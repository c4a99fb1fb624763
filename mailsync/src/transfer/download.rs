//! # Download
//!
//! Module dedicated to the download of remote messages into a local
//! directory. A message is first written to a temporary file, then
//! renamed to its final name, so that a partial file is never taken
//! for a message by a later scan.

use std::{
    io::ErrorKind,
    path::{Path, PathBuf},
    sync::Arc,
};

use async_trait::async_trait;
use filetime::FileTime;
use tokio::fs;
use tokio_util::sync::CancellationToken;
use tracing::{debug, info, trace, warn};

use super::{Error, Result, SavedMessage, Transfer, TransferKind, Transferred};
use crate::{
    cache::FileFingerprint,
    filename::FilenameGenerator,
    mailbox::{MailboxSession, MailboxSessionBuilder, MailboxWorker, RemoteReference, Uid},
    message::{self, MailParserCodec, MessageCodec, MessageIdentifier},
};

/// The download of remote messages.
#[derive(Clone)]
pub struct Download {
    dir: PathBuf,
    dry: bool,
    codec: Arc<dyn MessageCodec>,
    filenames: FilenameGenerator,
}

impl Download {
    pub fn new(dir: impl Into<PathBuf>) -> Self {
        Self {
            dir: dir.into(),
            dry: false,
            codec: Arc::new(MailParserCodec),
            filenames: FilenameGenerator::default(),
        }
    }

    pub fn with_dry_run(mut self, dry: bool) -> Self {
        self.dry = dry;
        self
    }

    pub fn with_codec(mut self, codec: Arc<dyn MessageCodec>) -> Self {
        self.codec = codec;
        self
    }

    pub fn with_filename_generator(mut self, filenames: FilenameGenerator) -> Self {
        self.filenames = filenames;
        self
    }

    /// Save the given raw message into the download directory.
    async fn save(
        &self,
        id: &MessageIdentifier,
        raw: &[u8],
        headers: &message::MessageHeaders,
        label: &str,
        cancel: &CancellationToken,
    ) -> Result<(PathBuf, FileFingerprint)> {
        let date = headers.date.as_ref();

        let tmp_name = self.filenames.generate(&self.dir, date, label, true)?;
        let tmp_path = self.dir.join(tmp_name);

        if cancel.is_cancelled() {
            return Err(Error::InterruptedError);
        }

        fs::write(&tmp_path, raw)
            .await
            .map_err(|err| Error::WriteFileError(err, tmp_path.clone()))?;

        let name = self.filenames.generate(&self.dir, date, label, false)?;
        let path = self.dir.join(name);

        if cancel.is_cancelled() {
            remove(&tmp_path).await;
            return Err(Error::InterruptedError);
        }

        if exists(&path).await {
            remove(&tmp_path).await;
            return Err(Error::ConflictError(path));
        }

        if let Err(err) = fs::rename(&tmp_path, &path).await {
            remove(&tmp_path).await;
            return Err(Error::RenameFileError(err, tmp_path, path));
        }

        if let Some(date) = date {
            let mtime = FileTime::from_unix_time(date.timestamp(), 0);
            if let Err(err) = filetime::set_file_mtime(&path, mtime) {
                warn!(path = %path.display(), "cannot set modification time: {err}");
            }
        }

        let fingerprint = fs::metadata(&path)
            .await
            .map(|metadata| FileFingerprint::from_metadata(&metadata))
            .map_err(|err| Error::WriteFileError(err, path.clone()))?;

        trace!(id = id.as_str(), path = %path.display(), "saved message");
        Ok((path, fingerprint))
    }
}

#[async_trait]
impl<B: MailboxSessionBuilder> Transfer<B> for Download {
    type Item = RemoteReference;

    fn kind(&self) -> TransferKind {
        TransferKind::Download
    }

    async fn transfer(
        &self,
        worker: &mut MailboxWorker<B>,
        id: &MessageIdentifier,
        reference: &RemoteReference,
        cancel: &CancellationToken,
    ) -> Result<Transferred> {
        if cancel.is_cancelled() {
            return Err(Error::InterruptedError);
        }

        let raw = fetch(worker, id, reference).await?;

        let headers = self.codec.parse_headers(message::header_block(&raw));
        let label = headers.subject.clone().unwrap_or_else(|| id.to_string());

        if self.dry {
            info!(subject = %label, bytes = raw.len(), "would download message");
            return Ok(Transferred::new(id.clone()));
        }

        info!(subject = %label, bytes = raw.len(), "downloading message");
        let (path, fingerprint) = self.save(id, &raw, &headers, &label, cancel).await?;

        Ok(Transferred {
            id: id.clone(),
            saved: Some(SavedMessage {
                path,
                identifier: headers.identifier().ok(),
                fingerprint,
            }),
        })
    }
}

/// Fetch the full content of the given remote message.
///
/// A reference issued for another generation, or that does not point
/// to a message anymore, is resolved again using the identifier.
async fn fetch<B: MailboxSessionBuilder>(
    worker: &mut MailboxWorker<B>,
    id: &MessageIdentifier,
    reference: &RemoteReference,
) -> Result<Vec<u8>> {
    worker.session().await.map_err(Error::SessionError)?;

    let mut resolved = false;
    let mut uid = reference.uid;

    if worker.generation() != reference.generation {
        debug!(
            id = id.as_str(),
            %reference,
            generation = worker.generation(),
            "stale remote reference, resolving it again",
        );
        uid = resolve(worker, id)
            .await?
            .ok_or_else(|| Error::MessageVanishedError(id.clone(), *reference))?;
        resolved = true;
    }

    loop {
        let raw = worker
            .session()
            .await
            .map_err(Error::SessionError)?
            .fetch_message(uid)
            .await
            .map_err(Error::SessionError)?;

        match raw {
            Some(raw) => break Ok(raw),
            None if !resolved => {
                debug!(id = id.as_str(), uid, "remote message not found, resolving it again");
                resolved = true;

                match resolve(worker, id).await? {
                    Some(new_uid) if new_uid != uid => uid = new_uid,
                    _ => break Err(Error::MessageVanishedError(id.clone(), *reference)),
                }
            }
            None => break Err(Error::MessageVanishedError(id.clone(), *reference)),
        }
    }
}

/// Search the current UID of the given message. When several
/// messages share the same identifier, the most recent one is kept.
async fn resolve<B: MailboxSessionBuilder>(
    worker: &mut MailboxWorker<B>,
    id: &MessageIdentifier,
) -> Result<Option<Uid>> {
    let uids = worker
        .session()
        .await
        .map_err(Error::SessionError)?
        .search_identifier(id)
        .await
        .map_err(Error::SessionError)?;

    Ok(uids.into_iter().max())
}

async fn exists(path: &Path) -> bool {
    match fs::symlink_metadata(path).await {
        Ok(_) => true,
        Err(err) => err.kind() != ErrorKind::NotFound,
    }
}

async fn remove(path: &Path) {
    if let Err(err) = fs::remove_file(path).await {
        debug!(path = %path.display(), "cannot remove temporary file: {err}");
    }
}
◆ ◆ ◆ ◆ ◆ ◆ ◆
§ **WORK ITEM**
An exact transcription of all the records is needed.

§ **ANSWER SECTION**
repository c4a99fb1fb624763
filename mailsync/src/transfer/download.rs
//! # Download
//!
//! Module dedicated to the download of remote messages into a local
//! directory. A message is first written to a temporary file, then
//! renamed to its final name, so that a partial file is never taken
//! for a message by a later scan.

use std::{
    io::ErrorKind,
    path::{Path, PathBuf},
    sync::Arc,
};

use async_trait::async_trait;
use filetime::FileTime;
use tokio::fs;
use tokio_util::sync::CancellationToken;
use tracing::{debug, info, trace, warn};

use super::{Error, Result, SavedMessage, Transfer, TransferKind, Transferred};
use crate::{
    cache::FileFingerprint,
    filename::FilenameGenerator,
    mailbox::{MailboxSession, MailboxSessionBuilder, MailboxWorker, RemoteReference, Uid},
    message::{self, MailParserCodec, MessageCodec, MessageIdentifier},
};

/// The download of remote messages.
#[derive(Clone)]
pub struct Download {
    dir: PathBuf,
    dry: bool,
    codec: Arc<dyn MessageCodec>,
    filenames: FilenameGenerator,
}

impl Download {
    pub fn new(dir: impl Into<PathBuf>) -> Self {
        Self {
            dir: dir.into(),
            dry: false,
            codec: Arc::new(MailParserCodec),
            filenames: FilenameGenerator::default(),
        }
    }

    pub fn with_dry_run(mut self, dry: bool) -> Self {
        self.dry = dry;
        self
    }

    pub fn with_codec(mut self, codec: Arc<dyn MessageCodec>) -> Self {
        self.codec = codec;
        self
    }

    pub fn with_filename_generator(mut self, filenames: FilenameGenerator) -> Self {
        self.filenames = filenames;
        self
    }

    /// Save the given raw message into the download directory.
    async fn save(
        &self,
        id: &MessageIdentifier,
        raw: &[u8],
        headers: &message::MessageHeaders,
        label: &str,
        cancel: &CancellationToken,
    ) -> Result<(PathBuf, FileFingerprint)> {
        let date = headers.date.as_ref();

        let tmp_name = self.filenames.generate(&self.dir, date, label, true)?;
        let tmp_path = self.dir.join(tmp_name);

        if cancel.is_cancelled() {
            return Err(Error::InterruptedError);
        }

        fs::write(&tmp_path, raw)
            .await
            .map_err(|err| Error::WriteFileError(err, tmp_path.clone()))?;

        let name = self.filenames.generate(&self.dir, date, label, false)?;
        let path = self.dir.join(name);

        if cancel.is_cancelled() {
            remove(&tmp_path).await;
            return Err(Error::InterruptedError);
        }

        if exists(&path).await {
            remove(&tmp_path).await;
            return Err(Error::ConflictError(path));
        }

        if let Err(err) = fs::rename(&tmp_path, &path).await {
            remove(&tmp_path).await;
            return Err(Error::RenameFileError(err, tmp_path, path));
        }

        if let Some(date) = date {
            let mtime = FileTime::from_unix_time(date.timestamp(), 0);
            if let Err(err) = filetime::set_file_mtime(&path, mtime) {
                warn!(path = %path.display(), "cannot set modification time: {err}");
            }
        }

        let fingerprint = fs::metadata(&path)
            .await
            .map(|metadata| FileFingerprint::from_metadata(&metadata))
            .map_err(|err| Error::WriteFileError(err, path.clone()))?;

        trace!(id = id.as_str(), path = %path.display(), "saved message");
        Ok((path, fingerprint))
    }
}

#[async_trait]
impl<B: MailboxSessionBuilder> Transfer<B> for Download {
    type Item = RemoteReference;

    fn kind(&self) -> TransferKind {
        TransferKind::Download
    }

    async fn transfer(
        &self,
        worker: &mut MailboxWorker<B>,
        id: &MessageIdentifier,
        reference: &RemoteReference,
        cancel: &CancellationToken,
    ) -> Result<Transferred> {
        if cancel.is_cancelled() {
            return Err(Error::InterruptedError);
        }

        let raw = fetch(worker, id, reference).await?;

        let headers = self.codec.parse_headers(message::header_block(&raw));
        let label = headers.subject.clone().unwrap_or_else(|| id.to_string());

        if self.dry {
            info!(subject = %label, bytes = raw.len(), "would download message");
            return Ok(Transferred::new(id.clone()));
        }

        info!(subject = %label, bytes = raw.len(), "downloading message");
        let (path, fingerprint) = self.save(id, &raw, &headers, &label, cancel).await?;

        Ok(Transferred {
            id: id.clone(),
            saved: Some(SavedMessage {
                path,
                identifier: headers.identifier().ok(),
                fingerprint,
            }),
        })
    }
}

/// Fetch the full content of the given remote message.
///
/// A reference issued for another generation, or that does not point
/// to a message anymore, is resolved again using the identifier.
async fn fetch<B: MailboxSessionBuilder>(
    worker: &mut MailboxWorker<B>,
    id: &MessageIdentifier,
    reference: &RemoteReference,
) -> Result<Vec<u8>> {
    worker.session().await.map_err(Error::SessionError)?;

    let mut resolved = false;
    let mut uid = reference.uid;

    if worker.generation() != reference.generation {
        debug!(
            id = id.as_str(),
            %reference,
            generation = worker.generation(),
            "stale remote reference, resolving it again",
        );
        uid = resolve(worker, id)
            .await?
            .ok_or_else(|| Error::MessageVanishedError(id.clone(), *reference))?;
        resolved = true;
    }

    loop {
        let raw = worker
            .session()
            .await
            .map_err(Error::SessionError)?
            .fetch_message(uid)
            .await
            .map_err(Error::SessionError)?;

        match raw {
            Some(raw) => break Ok(raw),
            None if !resolved => {
                debug!(id = id.as_str(), uid, "remote message not found, resolving it again");
                resolved = true;

                match resolve(worker, id).await? {
                    Some(new_uid) if new_uid != uid => uid = new_uid,
                    _ => break Err(Error::MessageVanishedError(id.clone(), *reference)),
                }
            }
            None => break Err(Error::MessageVanishedError(id.clone(), *reference)),
        }
    }
}

/// Search the current UID of the given message. When several
/// messages share the same identifier, the most recent one is kept.
async fn resolve<B: MailboxSessionBuilder>(
    worker: &mut MailboxWorker<B>,
    id: &MessageIdentifier,
) -> Result<Option<Uid>> {
    let uids = worker
        .session()
        .await
        .map_err(Error::SessionError)?
        .search_identifier(id)
        .await
        .map_err(Error::SessionError)?;

    Ok(uids.into_iter().max())
}

async fn exists(path: &Path) -> bool {
    match fs::symlink_metadata(path).await {
        Ok(_) => true,
        Err(err) => err.kind() != ErrorKind::NotFound,
    }
}

async fn remove(path: &Path) {
    if let Err(err) = fs::remove_file(path).await {
        debug!(path = %path.display(), "cannot remove temporary file: {err}");
    }
}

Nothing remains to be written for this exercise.